Abstract The rate of molecular evolution varies dramatically between taxa, for example, some viruses have a rate of genome evolution a million times faster than mammals. Although some rate variation may be due to random fluctuations or locus‐specific effects, studies have revealed strong and predictable patterns in the differences in the rate of molecular evolution between species. In particular, large, long‐lived organisms with low reproductive output tend to have slower rates of molecular evolution than related species with shorter lives, faster generations or higher fecundity. Studies of the variation in the rate of molecular evolution between species may reveal the mechansims underlying these differences, and can inform analyses that seek to derive information on evolutionary history and processes from molecular data. Key Concepts: The number of genetic differences between lineages increases with the time since their separation, but differences do not accrue in the same rate in all lineages. Variation in the rate of molecular evolution can be compared between species by comparing absolute rates, derived from laboratory experiments or estimated by comparing sequences where the age of the divergence is known. A more common approach is to compare the relative rate differences between species by comparing the number of sequence changes that have accumulated since they last shared a common ancestor. Mutation rate varies between species, at least in part due to the action of selection finding a balance between the competing costs of DNA repair and mutation.

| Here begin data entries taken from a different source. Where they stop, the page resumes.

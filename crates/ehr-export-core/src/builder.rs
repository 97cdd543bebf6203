//! Export package construction.
//!
//! Pipeline:
//! 1. validate inputs and parse the recipient certificate (no randomness yet)
//! 2. inner layer: AES-256-GCM under the null key, `nonce || ciphertext`
//! 3. sign `innerCiphertext || timestamp || ownerId`
//! 4. CBOR record `[1, innerCiphertext, timestamp, ownerId, signerCert, signature]`
//! 5. outer layer: brainpoolP256r1 ECDH + HKDF + AES-256-GCM to the recipient
//! 6. frame as `0x01 || X || Y || nonce || ciphertext`

use ehr_export_crypto::{
    certificate_der_from_base64, hybrid_seal, seal_framed, CertificateKey, CryptoRngCore, CurveId,
    OsRng, RecordSigner, NULL_KEY,
};
use tracing::{debug, info, warn};

use crate::config::ExportOptions;
use crate::error::ExportError;
use crate::package::encode_package;
use crate::record::{build_signed_message, encode_record, ExportRecord};
use crate::types::{ExportTimestamp, RECORD_FORMAT_VERSION};

/// Caller-supplied material for one export package.
#[derive(Debug, Clone, Copy)]
pub struct ExportInputs<'a> {
    /// Archive bytes, opaque to this crate.
    pub archive: &'a [u8],
    /// Owner identifier, bound into the signature.
    pub owner_id: &'a [u8],
    /// Signer certificate DER, embedded verbatim.
    pub signer_certificate: &'a [u8],
    /// Recipient certificate DER; its key must be on brainpoolP256r1.
    pub recipient_certificate: &'a [u8],
}

/// Build an export package with default limits, the current time and the OS RNG.
pub fn build_export_package<S: RecordSigner + ?Sized>(
    inputs: &ExportInputs<'_>,
    signer: &S,
) -> Result<Vec<u8>, ExportError> {
    build_export_package_with(
        inputs,
        signer,
        &ExportOptions::default(),
        &ExportTimestamp::now(),
        &mut OsRng,
    )
}

/// Build an export package.
///
/// # Arguments
/// * `inputs` - Archive, owner identifier and certificates
/// * `signer` - Key that signs the record metadata
/// * `options` - Input limits
/// * `timestamp` - Export time written into the record
/// * `rng` - Source of the inner nonce, the ephemeral key and the outer nonce
///
/// # Returns
/// The complete package bytes. On error nothing is returned, and errors from
/// input validation or recipient certificate checks leave `rng` untouched.
pub fn build_export_package_with<S: RecordSigner + ?Sized>(
    inputs: &ExportInputs<'_>,
    signer: &S,
    options: &ExportOptions,
    timestamp: &ExportTimestamp,
    rng: &mut impl CryptoRngCore,
) -> Result<Vec<u8>, ExportError> {
    options.check_inputs(
        inputs.archive,
        inputs.owner_id,
        inputs.signer_certificate,
        inputs.recipient_certificate,
    )?;

    let recipient = CertificateKey::from_certificate_der(inputs.recipient_certificate)?;
    if let Err(e) = recipient.require_curve(&CurveId::BrainpoolP256r1) {
        warn!(curve = %recipient.curve, "Recipient certificate rejected");
        return Err(e.into());
    }

    let inner_ciphertext = seal_framed(&NULL_KEY, inputs.archive, rng)?;
    debug!(
        archive_len = inputs.archive.len(),
        inner_len = inner_ciphertext.len(),
        "Inner layer sealed"
    );

    let message = build_signed_message(&inner_ciphertext, timestamp.as_bytes(), inputs.owner_id);
    let signature = signer.sign_message(&message)?;

    let record = ExportRecord {
        version: RECORD_FORMAT_VERSION,
        inner_ciphertext,
        timestamp: timestamp.as_bytes().to_vec(),
        owner_id: inputs.owner_id.to_vec(),
        signer_certificate: inputs.signer_certificate.to_vec(),
        signature,
    };
    let encoded = encode_record(&record)?;
    debug!(
        version = record.version,
        record_len = encoded.len(),
        "Record encoded"
    );

    let sealed = hybrid_seal(&recipient.public_key, &recipient.curve, &encoded, rng)?;
    let package = encode_package(&sealed);
    info!(package_len = package.len(), timestamp = %timestamp, "Export package built");
    Ok(package)
}

/// Like [`build_export_package`], taking the recipient certificate as base64.
pub fn build_export_package_b64<S: RecordSigner + ?Sized>(
    archive: &[u8],
    owner_id: &[u8],
    signer: &S,
    signer_certificate: &[u8],
    recipient_certificate_b64: &str,
) -> Result<Vec<u8>, ExportError> {
    let recipient_certificate = certificate_der_from_base64(recipient_certificate_b64)?;
    build_export_package(
        &ExportInputs {
            archive,
            owner_id,
            signer_certificate,
            recipient_certificate: &recipient_certificate,
        },
        signer,
    )
}

#[cfg(test)]
mod tests {
    use super::*;
    use base64ct::{Base64, Encoding};
    use ehr_export_crypto::{signing_key_from_pkcs8_pem, CryptoError, SigningKey};

    const RECIPIENT_BP256_CERT: &[u8] = include_bytes!("../../../testdata/recipient_bp256_cert.der");
    const RECIPIENT_P256_CERT: &[u8] = include_bytes!("../../../testdata/recipient_p256_cert.der");
    const SIGNER_CERT: &[u8] = include_bytes!("../../../testdata/signer_p256_cert.der");
    const SIGNER_KEY_PEM: &str = include_str!("../../../testdata/signer_p256_key.pem");

    fn signer() -> SigningKey {
        signing_key_from_pkcs8_pem(SIGNER_KEY_PEM).unwrap()
    }

    fn inputs<'a>(recipient: &'a [u8]) -> ExportInputs<'a> {
        ExportInputs {
            archive: &[0u8; 16],
            owner_id: b"A123456789",
            signer_certificate: SIGNER_CERT,
            recipient_certificate: recipient,
        }
    }

    #[test]
    fn package_has_expected_size() {
        let package = build_export_package(&inputs(RECIPIENT_BP256_CERT), &signer()).unwrap();
        assert_eq!(package[0], 0x01);
        assert!(package.len() > 1 + 32 + 32 + 12 + 16 + SIGNER_CERT.len());
    }

    #[test]
    fn wrong_curve_is_rejected() {
        let err = build_export_package(&inputs(RECIPIENT_P256_CERT), &signer()).unwrap_err();
        assert!(matches!(
            err,
            ExportError::Crypto(CryptoError::UnsupportedCurve(CurveId::NistP256))
        ));
    }

    #[test]
    fn garbage_recipient_certificate_is_rejected() {
        let err = build_export_package(&inputs(&[0x30, 0x01, 0x00]), &signer()).unwrap_err();
        assert!(matches!(
            err,
            ExportError::Crypto(CryptoError::CertificateParse(_))
        ));
    }

    #[test]
    fn limits_are_enforced() {
        let mut too_long = inputs(RECIPIENT_BP256_CERT);
        let owner = [b'A'; 100];
        too_long.owner_id = &owner;
        assert!(matches!(
            build_export_package(&too_long, &signer()),
            Err(ExportError::Encoding(_))
        ));
    }

    #[test]
    fn base64_recipient_certificate() {
        let encoded = Base64::encode_string(RECIPIENT_BP256_CERT);
        let package = build_export_package_b64(
            &[0u8; 16],
            b"A123456789",
            &signer(),
            SIGNER_CERT,
            &encoded,
        )
        .unwrap();
        assert_eq!(package[0], 0x01);

        assert!(matches!(
            build_export_package_b64(&[], b"A1", &signer(), SIGNER_CERT, "%%%"),
            Err(ExportError::Crypto(CryptoError::Base64Decode(_)))
        ));
    }

    struct UnavailableKey;

    impl RecordSigner for UnavailableKey {
        fn sign_message(&self, _message: &[u8]) -> Result<Vec<u8>, CryptoError> {
            Err(CryptoError::InvalidKeyMaterial("key handle unavailable".to_string()))
        }
    }

    #[test]
    fn signer_failure_is_invalid_key_material() {
        let err = build_export_package(&inputs(RECIPIENT_BP256_CERT), &UnavailableKey).unwrap_err();
        assert!(matches!(
            err,
            ExportError::Crypto(CryptoError::InvalidKeyMaterial(_))
        ));
    }
}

Many mutations arise from DNA replication errors, so the more times DNA is copied per unit time, the higher the mutation rate will be. Rates of molecular evolution in many taxa scale with body size, possibly because smaller‐bodied taxa go through more genome replications per unit time, a hypothesis referred to as the generation time effect. Metabolic rate has been suggested to play a role in species differences in mutation rate, on the assumption that species with higher mass‐specific metabolic rate will suffer more DNA damage per unit time, though there is little direct evidence for this hypothesis. Natural selection might play a role in fine‐tuning mutation rates to fit different life history strategies, for example, reducing mutation rates in large, long‐lived organisms.